Heroku sends HTTP requests through a PORT env variable. We just need to get the port details and we can plug it into our logic to process the http requests.

Snippet:

	port := os.Getenv("PORT")
	if port == "" {
		// App is running locally
		port = "8080"
	}

Using Gin-gonic, we can create a HTTP router to listen to the http requests coming in via PORT. We can also ignore malicious/invalid requests by configuring the Cross-Origin settings.

Snippet:

router := gin.Default()
	router.Use(
		cors.New(cors.Config{
			AllowAllOrigins:  true,
			AllowHeaders:     []string{"Origin", "Authorization", "Content-Type", "Access-Control-Allow-Headers"},
			AllowMethods:     []string{"GET", "POST", "PATCH", "PUT", "DELETE", "OPTIONS"},
			AllowCredentials: true,
		}),
	)
// ...Additional logic, omitted for brevity

// Listen for HTTP requests
router.Run(":" + port)

Sending messages between microservices

TI: Golang, RabbitMQ

In the microservices architecture, business logic is seperated into different runtimes/containers based on function.
We will need to pass information between these runtimes, for example, the Backend Microservice needing to get a item’s detail from the Item Microservice.

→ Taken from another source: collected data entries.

use std::collections::HashMap;
use std::time::{SystemTime, UNIX_EPOCH};

use crate::config;

use super::persist::{ConversationSnapshot, SnapshotStore};
use super::status::ChatStatus;
use super::types::{Fragment, Message, Role, TurnEvent};

/// What the backend needs to open a completion turn: the id the reply will
/// stream into and the transcript to send.
#[derive(Clone, Debug)]
pub(crate) struct OpenTurn {
    pub(crate) reply_id: String,
    pub(crate) request: Vec<Message>,
}

/// Aggregate root for the transcript. All mutation funnels through here, on
/// one thread, so snapshot saves always happen in mutation order.
pub(crate) struct Conversation {
    messages: Vec<Message>,
    durations: HashMap<String, u64>,
    status: ChatStatus,
    store: Option<SnapshotStore>,
    welcome_shown: bool,
    streaming_reply: Option<String>,
    failure_note: Option<String>,
    id_seq: u64,
}

impl Conversation {
    pub(crate) fn load(store: Option<SnapshotStore>) -> Self {
        let snapshot = store.as_ref().map(SnapshotStore::load).unwrap_or_default();
        Self {
            messages: snapshot.messages,
            durations: snapshot.durations,
            status: ChatStatus::Idle,
            store,
            welcome_shown: false,
            streaming_reply: None,
            failure_note: None,
            id_seq: 0,
        }
    }

    pub(crate) fn messages(&self) -> &[Message] {
        &self.messages
    }

    pub(crate) fn status(&self) -> ChatStatus {
        self.status
    }

    pub(crate) fn duration_ms(&self, id: &str) -> Option<u64> {
        self.durations.get(id).copied()
    }

    #[cfg(test)]
    pub(crate) fn duration_count(&self) -> usize {
        self.durations.len()
    }

    pub(crate) fn failure_note(&self) -> Option<&str> {
        self.failure_note.as_deref()
    }

    /// Seed the one-time greeting, but only into a transcript that loaded
    /// empty. `clear` re-arms this.
    pub(crate) fn maybe_bootstrap_welcome(&mut self) {
        if self.welcome_shown || !self.messages.is_empty() {
            return;
        }
        let id = format!("welcome-{}", epoch_millis());
        self.messages.push(Message::new(
            id,
            Role::Assistant,
            vec![Fragment::text(config::welcome_message())],
        ));
        self.welcome_shown = true;
        self.persist();
    }

    /// Append the user turn and open an empty reply for the stream to fill.
    /// Blank input and in-flight turns are rejected silently.
    pub(crate) fn send(&mut self, text: &str) -> Option<OpenTurn> {
        let trimmed = text.trim();
        if trimmed.is_empty() || !self.status.can_send() {
            return None;
        }

        let user_id = self.next_id("user");
        self.messages
            .push(Message::new(user_id, Role::User, vec![Fragment::text(trimmed)]));
        // The reply placeholder is local bookkeeping; the request stops at
        // the user turn.
        let request = self.messages.clone();

        let reply_id = self.next_id("reply");
        self.messages
            .push(Message::new(reply_id.clone(), Role::Assistant, Vec::new()));
        self.streaming_reply = Some(reply_id.clone());
        self.status = self.status.on_send();
        self.failure_note = None;
        self.persist();
        Some(OpenTurn { reply_id, request })
    }

    /// Apply one boundary event. Returns true when observable state changed;
    /// the caller persists once per drained batch.
    pub(crate) fn apply_event(&mut self, event: TurnEvent) -> bool {
        match event {
            TurnEvent::Fragment {
                message_id,
                fragment,
            } => {
                // Only the open reply may grow; anything else is history and
                // stays immutable.
                if self.streaming_reply.as_deref() != Some(message_id.as_str()) {
                    return false;
                }
                let Some(message) = self
                    .messages
                    .iter_mut()
                    .rev()
                    .find(|message| message.id == message_id)
                else {
                    return false;
                };
                match fragment {
                    Fragment::Text { text } => {
                        // Streamed text chunks grow one fragment, the way a
                        // streamed reply is one text part.
                        if let Some(Fragment::Text { text: last }) = message.fragments.last_mut() {
                            last.push_str(&text);
                        } else {
                            message.fragments.push(Fragment::Text { text });
                        }
                    }
                    other => message.fragments.push(other),
                }
                self.status = self.status.on_first_fragment();
                true
            }
            TurnEvent::Completed {
                message_id,
                elapsed_ms,
            } => {
                // Never invent duration keys for messages that are gone.
                if self.messages.iter().any(|message| message.id == message_id) {
                    self.durations.insert(message_id, elapsed_ms);
                }
                self.status = self.status.on_complete();
                self.streaming_reply = None;
                true
            }
            TurnEvent::Failed { reason } => {
                self.status = self.status.on_failure();
                self.failure_note = Some(reason);
                self.streaming_reply = None;
                true
            }
        }
    }

    /// Local cancellation: the transcript keeps whatever already arrived and
    /// status returns to idle without waiting for the boundary.
    pub(crate) fn stop(&mut self) {
        self.status = self.status.on_stop();
        self.streaming_reply = None;
    }

    /// Wipe transcript and durations, independent of status.
    pub(crate) fn clear(&mut self) {
        self.messages.clear();
        self.durations.clear();
        self.welcome_shown = false;
        self.streaming_reply = None;
        self.failure_note = None;
        self.persist();
    }

    pub(crate) fn persist(&self) {
        if let Some(store) = &self.store {
            store.save(&self.snapshot());
        }
    }

    pub(crate) fn snapshot(&self) -> ConversationSnapshot {
        ConversationSnapshot {
            messages: self.messages.clone(),
            durations: self.durations.clone(),
        }
    }

    #[cfg(test)]
    pub(crate) fn take_store(&mut self) -> Option<SnapshotStore> {
        self.store.take()
    }

    fn next_id(&mut self, prefix: &str) -> String {
        self.id_seq += 1;
        format!("{prefix}-{}-{}", epoch_millis(), self.id_seq)
    }
}

fn epoch_millis() -> u128 {
    SystemTime::now()
        .duration_since(UNIX_EPOCH)
        .map(|d| d.as_millis())
        .unwrap_or(0)
}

The microservices are blocked from using HTTP communication between one another due to Heroku policy. So, instead of HTTP, we need to leverage on a message broker with its own communication protocol, RabbitMQ to coordinate messages between these microservices.

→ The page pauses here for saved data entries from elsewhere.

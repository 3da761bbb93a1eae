use std::io::Stdout;
use std::time::{Duration, Instant};

use anyhow::{Context, Result};
use crossterm::event::{self, Event, KeyEventKind};
use ratatui::backend::CrosstermBackend;
use ratatui::Terminal;

use super::*;

pub(crate) fn run_app(terminal: &mut Terminal<CrosstermBackend<Stdout>>) -> Result<()> {
    let mut app = ChatApp::new();
    const ACTIVE_POLL_MS: u64 = 33;
    const IDLE_POLL_MS: u64 = 100;
    const SPINNER_TICK_MS: u64 = 120;
    const MAX_EVENTS_PER_FRAME: u16 = 64;
    let mut last_spinner_tick = Instant::now();
    let mut needs_draw = true;

    loop {
        let mut state_changed = app.poll_backend();
        if app.is_running()
            && last_spinner_tick.elapsed() >= Duration::from_millis(SPINNER_TICK_MS)
        {
            app.spinner_idx = (app.spinner_idx + 1) % SPINNER_FRAMES.len();
            last_spinner_tick = Instant::now();
            state_changed = true;
        }
        if state_changed {
            needs_draw = true;
        }

        if needs_draw {
            if let Ok(size) = terminal.size() {
                app.update_viewport(size.width, size.height);
            }
            app.ensure_render_cache();
            terminal.draw(|f| ui::draw(f, &app))?;
            needs_draw = false;
        }

        if app.should_quit {
            break;
        }

        let timeout = if app.is_running() {
            Duration::from_millis(ACTIVE_POLL_MS)
        } else {
            Duration::from_millis(IDLE_POLL_MS)
        };
        if !event::poll(timeout).context("event poll")? {
            continue;
        }

        let mut drained: u16 = 0;
        loop {
            match event::read().context("event read")? {
                Event::Key(key) => {
                    if !matches!(key.kind, KeyEventKind::Release) {
                        app.handle_key(key);
                    }
                }
                Event::Paste(text) => app.handle_paste(&text),
                Event::Resize(_, _) => {}
                _ => {}
            }
            needs_draw = true;
            drained = drained.saturating_add(1);
            if drained >= MAX_EVENTS_PER_FRAME {
                break;
            }
            if !event::poll(Duration::from_millis(0)).context("event poll drain")? {
                break;
            }
        }
    }

    app.conversation.persist();
    Ok(())
}
use std::sync::{Arc, Mutex};

use crossbeam_channel::Receiver;
use ratatui::text::{Line, Text};
use ratatui::widgets::{Paragraph, Wrap};

use crate::backend;

mod conversation;
mod input;
mod persist;
mod render;
mod runtime;
mod segment;
mod status;
#[cfg(test)]
mod tests;
mod types;
pub(crate) mod ui;
mod worker;

pub(crate) use conversation::{Conversation, OpenTurn};
pub(crate) use persist::SnapshotStore;
pub(crate) use runtime::run_app;
pub(crate) use types::{Fragment, Message, TurnEvent};

#[cfg(test)]
pub(crate) use persist::ConversationSnapshot;
#[cfg(test)]
pub(crate) use render::{render_message, DisplayBlock, ARGS_PREVIEW_MAX_CHARS};
#[cfg(test)]
pub(crate) use segment::Span;
#[cfg(test)]
pub(crate) use status::ChatStatus;
#[cfg(test)]
pub(crate) use types::Role;

/// Rows taken by the composer, hint, and status areas below the transcript.
const FIXED_ROWS: u16 = 5;
const SPINNER_FRAMES: &[&str] = &["⠋", "⠙", "⠹", "⠸", "⠼", "⠴", "⠦", "⠧"];

/// Cached transcript rendering; rebuilt when the generation counter or the
/// viewport changes.
struct RenderCache {
    generation: u64,
    width: u16,
    height: u16,
    lines: Vec<Line<'static>>,
    scroll_max: u16,
}

impl RenderCache {
    fn new() -> Self {
        Self {
            generation: u64::MAX, // force first rebuild
            width: 0,
            height: 0,
            lines: Vec::new(),
            scroll_max: 0,
        }
    }
}

pub(crate) struct ChatApp {
    conversation: Conversation,

    input: String,
    cursor: usize,
    should_quit: bool,
    spinner_idx: usize,
    scroll: u16,
    autoscroll: bool,
    viewport_width: u16,
    viewport_height: u16,
    quick_prompt_idx: usize,
    notice: Option<String>,

    rx: Option<Receiver<TurnEvent>>,
    child_pids: Arc<Mutex<Vec<u32>>>,

    render_generation: u64,
    render_cache: RenderCache,
}

impl ChatApp {
    fn new() -> Self {
        let store = if cfg!(test) {
            None
        } else {
            SnapshotStore::open_default().ok()
        };
        let mut conversation = Conversation::load(store);
        conversation.maybe_bootstrap_welcome();

        Self {
            conversation,
            input: String::new(),
            cursor: 0,
            should_quit: false,
            spinner_idx: 0,
            scroll: 0,
            autoscroll: true,
            viewport_width: 120,
            viewport_height: 36,
            quick_prompt_idx: 0,
            notice: None,
            rx: None,
            child_pids: Arc::new(Mutex::new(Vec::new())),
            render_generation: 0,
            render_cache: RenderCache::new(),
        }
    }

    pub(super) fn is_running(&self) -> bool {
        self.conversation.status().is_running()
    }

    pub(super) fn stop_turn(&mut self) {
        if !self.conversation.status().can_stop() {
            return;
        }
        // Status drops to idle first; the kill below is only advisory.
        self.conversation.stop();
        self.rx = None;
        backend::cancel(&self.child_pids);
        self.notice = Some("stopped".to_string());
    }

    pub(super) fn clear_chat(&mut self) {
        self.conversation.clear();
        self.conversation.maybe_bootstrap_welcome();
        self.notice = Some("chat cleared".to_string());
        self.follow_scroll();
    }

    /// Bump the render generation to invalidate the transcript cache.
    fn invalidate_render_cache(&mut self) {
        self.render_generation = self.render_generation.wrapping_add(1);
    }

    /// Invalidate and keep the viewport pinned to the bottom while
    /// autoscroll is on. Call after any transcript mutation.
    pub(super) fn follow_scroll(&mut self) {
        self.invalidate_render_cache();
        if self.autoscroll {
            self.scroll = self.scroll_max();
        } else {
            self.scroll = self.scroll.min(self.scroll_max());
        }
    }

    pub(super) fn ensure_render_cache(&mut self) {
        let need_rebuild = self.render_cache.generation != self.render_generation
            || self.render_cache.width != self.viewport_width
            || self.render_cache.height != self.viewport_height;
        if !need_rebuild {
            return;
        }

        let width = self.viewport_width.max(1);
        let lines = ui::transcript_lines(&self.conversation, width);
        let paragraph = Paragraph::new(Text::from(lines.clone())).wrap(Wrap { trim: false });
        let rendered_line_count = paragraph.line_count(width) as u16;
        let scroll_max = rendered_line_count.saturating_sub(self.transcript_height());

        self.render_cache = RenderCache {
            generation: self.render_generation,
            width: self.viewport_width,
            height: self.viewport_height,
            lines,
            scroll_max,
        };
    }

    fn transcript_height(&self) -> u16 {
        self.viewport_height.saturating_sub(FIXED_ROWS).max(1)
    }

    fn scroll_max(&mut self) -> u16 {
        self.ensure_render_cache();
        self.render_cache.scroll_max
    }

    pub(super) fn cached_transcript_lines(&self) -> &[Line<'static>] {
        &self.render_cache.lines
    }

    pub(super) fn update_viewport(&mut self, width: u16, height: u16) {
        self.viewport_width = width.max(1);
        self.viewport_height = height.max(1);
        let max_scroll = self.scroll_max();
        if self.autoscroll {
            self.scroll = max_scroll;
        } else {
            self.scroll = self.scroll.min(max_scroll);
        }
    }

    pub(super) fn scroll_up(&mut self, n: u16) {
        let from = if self.autoscroll {
            self.scroll_max()
        } else {
            self.scroll
        };
        self.autoscroll = false;
        self.scroll = from.saturating_sub(n);
    }

    pub(super) fn scroll_down(&mut self, n: u16) {
        let max_scroll = self.scroll_max();
        self.scroll = self.scroll.saturating_add(n).min(max_scroll);
        if self.scroll >= max_scroll {
            self.autoscroll = true;
        }
    }

    pub(super) fn spinner_frame(&self) -> &'static str {
        SPINNER_FRAMES[self.spinner_idx % SPINNER_FRAMES.len()]
    }

    #[cfg(test)]
    pub(super) fn push_test_turn(&mut self, rx: Receiver<TurnEvent>) {
        self.rx = Some(rx);
    }
}
pub(crate) const AI_NAME: &str = "CineMatch AI";
pub(crate) const OWNER_NAME: &str = "the CineMatch team";

/// Longest message the composer will submit, matching the chat form limit.
pub(crate) const MAX_MESSAGE_CHARS: usize = 2000;

pub(crate) fn welcome_message() -> String {
    format!("Hello! I'm {AI_NAME}, a personalized movie assistant created by {OWNER_NAME}.")
}

/// Canned starter prompts; Tab cycles them into the composer without sending.
pub(crate) const QUICK_PROMPTS: &[(&str, &str)] = &[
    (
        "light comedy",
        "Recommend a light, funny comedy to watch after a long day.",
    ),
    (
        "tense thriller",
        "Suggest a gripping, edge-of-the-seat thriller with great suspense.",
    ),
    (
        "emotional drama",
        "Give me a heartfelt drama that focuses on strong characters.",
    ),
    (
        "feel-good family movie",
        "Recommend a warm, family-friendly movie for a cozy evening.",
    ),
];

In summary, using RabbitMQ, we defined three queues to send our own messages.

Item Queue q_item
Handles one-off messages that require no return response, such as POST and DELETE.

Remote Proceedure Call (RPC)³ Queue q_get_req, q_get_resp
Handles messages that require a return response, such as GET and search queries.

The below image illustrates the communciation pipelines between the 2 microservices using RabbitMQ.

Message Queue Overview

Ensuring Thread-safe communication

In particular, when integrating Golang with RabbitMQ to implement the RPC pattern, each RPC job needs to be given a unique correlation_id to identify which RPC call the request belongs to. This is not implemented by the golang driver provided. So we created our own thread-safe unique correlation_id generator.

Thread safety is needed via sync.Mutex as the HTTP requests are processed in-parallel, so there is a risk that multiple RPC subroutines may have the same correlation_id, which will cause bugs.

Further, we DO NOT use randomly generated numbers as there is no guarantee that the randomly generated numbers won’t be the same for 2 concurrent RPCs that call the random generator.

Snippet:

// JobID Unique Job ID. Overflows are OK
type JobId struct {
	mu sync.Mutex
	id uint64
}

var rpcJobId JobId

// Thread-safe jobId implementation
func GetJobId() uint64 {
	// Force one goroutine to access jobId at a time
	// To prevent a race condition
	rpcJobId.mu.Lock()
	defer rpcJobId.mu.Unlock()
	rpcJobId.id += 1
	jobId := rpcJobId.id
	return jobId
}

Creating, removing and updating, deleting Items

TI: MongoDB, Imgur, Elasticsearch

There are many moving parts and integrations in the CRUD logic. So, a diagram explaining one of the processes, POSTing a new item:
POST overview

Updating and deleting items follow a very similar control flow, but is omitted for now due to repetition.
The important integration details explained below:

Image storage with Imgur

When a new item is added with a raw base_64 string representing the user-submitted image, we store it on imgur. Imgur returns a deleteHash key for us to delete the image, as well as a link to the stored image. We store the hash and link on a Imgur reference database collection to manage our Imgur links.
For delete item operations, the deleteHash is obtained from the Imgur collection to properly dispose of our Imgur image.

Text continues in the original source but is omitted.